In it, we see two childhood sweethearts grow closer together, blossom into marriage, lose a baby, and then grow old, at which point the wife dies without fulfilling the dream they'd saved up for all their lives.
It ends with Carl sitting alone at her funeral as an old man, a balloon in his hand. Hearts are shattered, all within about four minutes.
Bob Peterson's directorial debut whisks us to the fantasy land of Paradise Falls, the ultimate destination for Carl as he flies his family home, just as he'd always promised his wife.
Except, the grumpy old Carl is forced to travel with an annoying eight-year-old Wilderness Explorer and a talking dog. While we're happy for Carl in the end, we can't quite shake the emptiness his wife left behind.
2. Bridge to Terabithia (2007)
Like in My Girl, the tragedy of Bridge of Terabithia hits hardest because we never saw it coming.
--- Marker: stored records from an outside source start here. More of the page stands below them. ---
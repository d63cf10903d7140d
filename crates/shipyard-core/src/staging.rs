//! ステージング
//!
//! リポジトリの必要なファイルだけを一時ディレクトリにコピーし、以降の処理は
//! すべてそのコピーに対して行います。ステージング領域は [`StagingArea`] が所有し、
//! ドロップ時に削除されます（失敗時も含む）。

use crate::error::{ReleaseError, ReleaseResult};
use crate::settings::ReleaseSettings;
use glob::MatchOptions;
use shipyard_build::descriptor::{DESCRIPTOR_FILE, DOT_DEVCONTAINER};
use shipyard_build::{TextPatch, fsutil, patch_file};
use std::collections::HashSet;
use std::path::{Path, PathBuf};
use tracing::{debug, info, warn};

/// ステージング領域内の定義ディレクトリ
///
/// 出自URLに使う `containersPathInRepo` とは独立しています。
pub const DEFINITIONS_DIR: &str = "containers";

/// ステージング領域
#[derive(Debug)]
pub struct StagingArea {
    path: PathBuf,
    keep: bool,
}

impl StagingArea {
    /// ステージング領域を作成
    ///
    /// `dest` に既存のディレクトリがあれば削除してから作り直し、`repo_root` からの
    /// 相対グロブに一致するファイルを相対パスを保ったままコピーします。
    #[tracing::instrument(skip(globs))]
    pub async fn create(
        repo_root: &Path,
        globs: &[String],
        dest: &Path,
    ) -> ReleaseResult<Self> {
        fsutil::remove_dir_all(dest).await?;
        fsutil::create_dir_all(dest).await?;

        // 以降の失敗で途中のコピーが残らないよう、ここから所有する
        let staging = Self {
            path: dest.to_path_buf(),
            keep: false,
        };

        let files = collect_files(repo_root, globs)?;
        info!("Staging {} file(s) into {}", files.len(), dest.display());

        for relative in &files {
            let target = dest.join(relative);
            if repo_root.join(relative).is_dir() {
                fsutil::create_dir_all(&target).await?;
            } else {
                fsutil::copy(&repo_root.join(relative), &target).await?;
            }
        }

        Ok(staging)
    }

    pub fn path(&self) -> &Path {
        &self.path
    }

    /// ステージングされた定義ディレクトリ（`containers/`）
    pub fn definitions_dir(&self) -> PathBuf {
        self.path.join(DEFINITIONS_DIR)
    }

    pub fn definition_path(&self, definition_id: &str) -> PathBuf {
        self.definitions_dir().join(definition_id)
    }

    /// ステージング領域を削除
    pub async fn remove(mut self) -> ReleaseResult<()> {
        info!("Removing staging area: {}", self.path.display());
        self.keep = true;
        fsutil::remove_dir_all(&self.path).await?;
        Ok(())
    }

    /// 削除せずに残す
    pub fn persist(mut self) -> PathBuf {
        self.keep = true;
        std::mem::take(&mut self.path)
    }
}

impl Drop for StagingArea {
    fn drop(&mut self) {
        if self.keep {
            return;
        }
        debug!("Cleaning up staging area: {}", self.path.display());
        if let Err(e) = std::fs::remove_dir_all(&self.path)
            && e.kind() != std::io::ErrorKind::NotFound
        {
            warn!(
                path = %self.path.display(),
                error = %e,
                "Failed to clean up staging area"
            );
        }
    }
}

/// グロブに一致するパスを `repo_root` からの相対パスで返す
///
/// `.devcontainer` のようなドットで始まる名前にも一致させます。
fn collect_files(repo_root: &Path, globs: &[String]) -> ReleaseResult<Vec<PathBuf>> {
    let options = MatchOptions {
        require_literal_leading_dot: false,
        ..MatchOptions::new()
    };
    let root = glob::Pattern::escape(&repo_root.to_string_lossy());

    let mut files = Vec::new();
    let mut seen = HashSet::new();
    for pattern in globs {
        let full_pattern = format!("{}/{}", root, pattern);
        let invalid = |message: String| ReleaseError::InvalidGlob {
            pattern: pattern.clone(),
            message,
        };

        let entries = glob::glob_with(&full_pattern, options).map_err(|e| invalid(e.to_string()))?;
        for entry in entries {
            let path = entry.map_err(|e| invalid(e.to_string()))?;
            if let Ok(relative) = path.strip_prefix(repo_root)
                && seen.insert(relative.to_path_buf())
            {
                files.push(relative.to_path_buf());
            }
        }
    }

    Ok(files)
}

/// devcontainer.json の先頭に出自コメントを2行追加
///
/// ```text
/// // {devContainerJsonPreamble}
/// // {repo}/tree/{release}/{containersPath}/{definitionId}
/// ```
pub async fn annotate_descriptor(
    definition_path: &Path,
    definition_id: &str,
    release: &str,
    settings: &ReleaseSettings,
) -> ReleaseResult<()> {
    info!("Annotating devcontainer.json for {}", definition_id);
    let descriptor_path = definition_path.join(DOT_DEVCONTAINER).join(DESCRIPTOR_FILE);

    let patch = TextPatch::PrependLines(vec![
        format!("// {}", settings.dev_container_json_preamble),
        format!(
            "// {}/tree/{}/{}/{}",
            settings.repo_url, release, settings.containers_path, definition_id
        ),
    ]);
    patch_file(&descriptor_path, &patch).await?;

    Ok(())
}
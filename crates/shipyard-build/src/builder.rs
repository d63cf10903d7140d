use crate::error::BuildResult;
use crate::executor::{CommandExecutor, ShellCommand};
use colored::Colorize;
use std::path::Path;

/// コンテナCLIのデフォルト
pub const DEFAULT_CONTAINER_CLI: &str = "docker";

pub struct ImageBuilder {
    container_cli: String,
}

impl Default for ImageBuilder {
    fn default() -> Self {
        Self::new(DEFAULT_CONTAINER_CLI)
    }
}

impl ImageBuilder {
    pub fn new(container_cli: impl Into<String>) -> Self {
        Self {
            container_cli: container_cli.into(),
        }
    }

    /// ビルドコマンドを組み立てる
    ///
    /// `{cli} build {context} -f {dockerfile} -t {tag}...`（作業ディレクトリはコンテキスト）
    pub fn build_command(&self, context: &Path, dockerfile: &Path, tags: &[String]) -> ShellCommand {
        let mut cmd = ShellCommand::new(&self.container_cli, context)
            .arg("build")
            .path_arg(context)
            .arg("-f")
            .path_arg(dockerfile);

        for tag in tags {
            cmd = cmd.arg("-t").arg(tag);
        }

        cmd
    }

    /// イメージをビルド（全タグを1回のビルドで付与）
    pub async fn build_image<E>(
        &self,
        executor: &E,
        context: &Path,
        dockerfile: &Path,
        tags: &[String],
    ) -> BuildResult<()>
    where
        E: CommandExecutor + ?Sized,
    {
        tracing::info!(
            dockerfile = %dockerfile.display(),
            context = %context.display(),
            "Building image with {} tag(s)",
            tags.len()
        );
        println!("  {} イメージをビルド中...", "→".blue());

        let cmd = self.build_command(context, dockerfile, tags);
        executor.run(&cmd).await?;

        tracing::info!("Successfully built: {}", tags.join(", "));
        Ok(())
    }
}
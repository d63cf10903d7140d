//! バージョン正規化とタグ導出
//!
//! リリースラベル（`master`, `v1.2.3`, `1.2.3` など）からバージョンを正規化し、
//! 定義ごとのイメージタグ一覧を導出します。

use crate::error::{BuildError, BuildResult};
use shipyard_config::ConfigResolver;
use std::fmt;

/// トランクブランチのリリースラベル
pub const TRUNK_RELEASE: &str = "master";

/// レジストリのデフォルト
pub const DEFAULT_REGISTRY: &str = "docker.io";

/// 正規化済みバージョン
///
/// 具体的なリリースでは `MAJOR.MINOR.PATCH`、トランクでは `latest`、
/// 開発ビルドでは `dev` になります。
#[derive(Debug, Clone, PartialEq, Eq, Hash)]
pub struct Version(String);

impl Version {
    pub const LATEST: &'static str = "latest";
    pub const DEV: &'static str = "dev";

    pub fn as_str(&self) -> &str {
        &self.0
    }

    pub fn is_dev(&self) -> bool {
        self.0 == Self::DEV
    }

    /// `MAJOR`, `MINOR`, `PATCH` に分解
    ///
    /// 3要素でない場合、または空の要素を含む場合は `InvalidVersionFormat`。
    pub fn parts(&self) -> BuildResult<[&str; 3]> {
        let parts: Vec<&str> = self.0.split('.').collect();
        match parts.as_slice() {
            [major, minor, patch]
                if !major.is_empty() && !minor.is_empty() && !patch.is_empty() =>
            {
                Ok([*major, *minor, *patch])
            }
            _ => Err(BuildError::InvalidVersionFormat(self.0.clone())),
        }
    }
}

impl fmt::Display for Version {
    fn fmt(&self, f: &mut fmt::Formatter<'_>) -> fmt::Result {
        f.write_str(&self.0)
    }
}

impl From<&str> for Version {
    fn from(value: &str) -> Self {
        Self(value.to_string())
    }
}

/// リリースラベルを正規化
///
/// - `master` -> `latest`
/// - 先頭の `v` を1文字だけ除去（`v1.2.3` -> `1.2.3`）
/// - それ以外はそのまま
pub fn normalize_version(release: &str) -> Version {
    if release == TRUNK_RELEASE {
        return Version(Version::LATEST.to_string());
    }
    Version(release.strip_prefix('v').unwrap_or(release).to_string())
}

/// リリースラベルから `MAJOR.MINOR` を取得
///
/// 要素が1つしかない場合（`latest` など）はそのまま返します。
pub fn major_minor(release: &str) -> String {
    let version = normalize_version(release);
    let mut parts = version.as_str().split('.');
    match (parts.next(), parts.next()) {
        (Some(major), Some(minor)) => format!("{}.{}", major, minor),
        _ => version.as_str().to_string(),
    }
}

/// イメージのレジストリ座標（`registry/path`）
#[derive(Debug, Clone, PartialEq, Eq)]
pub struct RegistryCoordinates {
    pub registry: String,
    pub path: String,
}

impl RegistryCoordinates {
    pub fn new(registry: impl Into<String>, path: impl Into<String>) -> Self {
        Self {
            registry: registry.into(),
            path: path.into(),
        }
    }

    /// レジストリ座標を解決
    ///
    /// # Priority
    /// 1. 明示的な指定（CLI オプション）
    /// 2. 設定 `containerRegistry` / `registryUser`
    /// 3. レジストリのみデフォルト `docker.io`（パスは必須）
    pub fn resolve(
        registry: Option<&str>,
        path: Option<&str>,
        config: &ConfigResolver,
    ) -> BuildResult<Self> {
        let registry = match registry {
            Some(r) => r.to_string(),
            None => config.get_string_or("containerRegistry", DEFAULT_REGISTRY)?,
        };
        let path = match path {
            Some(p) => p.to_string(),
            None => config
                .get_string("registryUser")?
                .ok_or_else(|| BuildError::MissingSetting("registryUser".to_string()))?,
        };

        Ok(Self { registry, path })
    }

    /// スタブ用のレジストリ座標を解決
    ///
    /// # Priority
    /// 1. 明示的な指定
    /// 2. 設定 `stubRegistry` / `stubRegistryPath`
    /// 3. プライマリのレジストリ座標
    pub fn resolve_stub(
        registry: Option<&str>,
        path: Option<&str>,
        primary: &RegistryCoordinates,
        config: &ConfigResolver,
    ) -> BuildResult<Self> {
        let registry = match registry {
            Some(r) => r.to_string(),
            None => config
                .get_string("stubRegistry")?
                .unwrap_or_else(|| primary.registry.clone()),
        };
        let path = match path {
            Some(p) => p.to_string(),
            None => config
                .get_string("stubRegistryPath")?
                .unwrap_or_else(|| primary.path.clone()),
        };

        Ok(Self { registry, path })
    }

    /// `registry/path/definitionId`
    pub fn base_tag(&self, definition_id: &str) -> String {
        format!("{}/{}/{}", self.registry, self.path, definition_id)
    }
}

impl fmt::Display for RegistryCoordinates {
    fn fmt(&self, f: &mut fmt::Formatter<'_>) -> fmt::Result {
        write!(f, "{}/{}", self.registry, self.path)
    }
}

/// 定義のイメージタグ一覧を導出
///
/// - `update_latest = true`: `MAJOR`, `MAJOR.MINOR`, `MAJOR.MINOR.PATCH`, `latest`
/// - `update_latest = false`: `MAJOR.MINOR`, `MAJOR.MINOR.PATCH`
///
/// プレリリースやパッチのみのリリースがフローティングタグを上書きしないよう、
/// `latest` と `MAJOR` は `update_latest` の場合のみ付与します。
pub fn tag_list(
    definition_id: &str,
    version: &Version,
    update_latest: bool,
    coordinates: &RegistryCoordinates,
) -> BuildResult<Vec<String>> {
    let [major, minor, _] = version.parts()?;
    let base_tag = coordinates.base_tag(definition_id);

    let tags = if update_latest {
        vec![
            format!("{}:{}", base_tag, major),
            format!("{}:{}.{}", base_tag, major, minor),
            format!("{}:{}", base_tag, version),
            format!("{}:{}", base_tag, Version::LATEST),
        ]
    } else {
        vec![
            format!("{}:{}.{}", base_tag, major, minor),
            format!("{}:{}", base_tag, version),
        ]
    };

    Ok(tags)
}

#[cfg(test)]
mod tests {
    use super::*;
    use serde_json::json;

    fn coordinates() -> RegistryCoordinates {
        RegistryCoordinates::new("docker.io", "devcontainers")
    }

    #[test]
    fn test_normalize_version() {
        assert_eq!(normalize_version("master").as_str(), "latest");
        assert_eq!(normalize_version("v1.2.3").as_str(), "1.2.3");
        assert_eq!(normalize_version("1.2.3").as_str(), "1.2.3");
        assert_eq!(normalize_version("dev").as_str(), "dev");
        // 先頭の v は1文字だけ除去する
        assert_eq!(normalize_version("vv1.0.0").as_str(), "v1.0.0");
    }

    #[test]
    fn test_major_minor() {
        assert_eq!(major_minor("v2.5.1"), "2.5");
        assert_eq!(major_minor("0.128.0"), "0.128");
        assert_eq!(major_minor("master"), "latest");
    }

    #[test]
    fn test_tag_list_without_latest() {
        let tags = tag_list("typescript-node", &Version::from("1.2.3"), false, &coordinates())
            .unwrap();

        assert_eq!(
            tags,
            vec![
                "docker.io/devcontainers/typescript-node:1.2",
                "docker.io/devcontainers/typescript-node:1.2.3",
            ]
        );
    }

    #[test]
    fn test_tag_list_with_latest() {
        let tags =
            tag_list("python-3", &Version::from("0.128.0"), true, &coordinates()).unwrap();

        assert_eq!(
            tags,
            vec![
                "docker.io/devcontainers/python-3:0",
                "docker.io/devcontainers/python-3:0.128",
                "docker.io/devcontainers/python-3:0.128.0",
                "docker.io/devcontainers/python-3:latest",
            ]
        );
    }

    #[test]
    fn test_tag_list_prerelease_keeps_pinned_coordinates() {
        let tags = tag_list("go", &Version::from("1.2.3-beta"), false, &coordinates()).unwrap();
        assert_eq!(tags.len(), 2);
        assert_eq!(tags[1], "docker.io/devcontainers/go:1.2.3-beta");
    }

    #[test]
    fn test_tag_list_invalid_version() {
        for bad in ["1.2", "1.2.3.4", "latest", "dev", "", "1..3"] {
            match tag_list("go", &Version::from(bad), true, &coordinates()) {
                Err(BuildError::InvalidVersionFormat(v)) => assert_eq!(v, bad),
                other => panic!("Expected InvalidVersionFormat for {:?}, got {:?}", bad, other),
            }
        }
    }

    #[test]
    fn test_resolve_coordinates_explicit() {
        let config = ConfigResolver::default();
        let coords = RegistryCoordinates::resolve(Some("ghcr.io"), Some("org"), &config).unwrap();
        assert_eq!(coords, RegistryCoordinates::new("ghcr.io", "org"));
        assert_eq!(coords.base_tag("rust"), "ghcr.io/org/rust");
    }

    #[test]
    fn test_resolve_stub_falls_back_to_primary() {
        let config = ConfigResolver::from_value(json!({})).unwrap();
        let primary = RegistryCoordinates::new("ghcr.io", "org");

        let stub = RegistryCoordinates::resolve_stub(None, Some("public"), &primary, &config)
            .unwrap();
        assert_eq!(stub, RegistryCoordinates::new("ghcr.io", "public"));
    }
}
You go in expecting a fun family film about magic, and instead you get debt, bullies, and children dying.
Gábor Csupó's coming-of-age drama, based on Katherine Paterson's 1977 novel, stars Josh Hutcherson and AnnaSophia Robb as tween friends who both have active imaginations.
To escape their miserable lives, the two create a fantasy world of giants and castles on the other side of a creek. The only way to get there is by swinging across via rope. We won't spoil the rest.
1. The Iron Giant (1999)
Brad Bird's adaptation of The Iron Man flopped at the box office but critics were all over it. The Iron Giant is no ordinary children's animated film—it's a complex Cold War sci-fi with something real to say.
Although it doesn't involve shooting any dogs, The Iron Giant's tragedy is layered as it exposes the true hateful nature of humanity.
The giant is basically a metal version of the Big Friendly Giant who loves to play Superman with his best (human) friend Hogarth. This giant is more in touch with his childlike spirit than real humans!
The giant supresses his built-in self-defense mode to save the city through non-violence, and only unleashes his powers when he's led to believe that Hogarth is dead. When Hogarth awakens, he reminds the giant: "You are who you choose to be."
In the end, the giant proves that he possesses more humanity than most, but it comes at a great cost—one that'll have you bawling.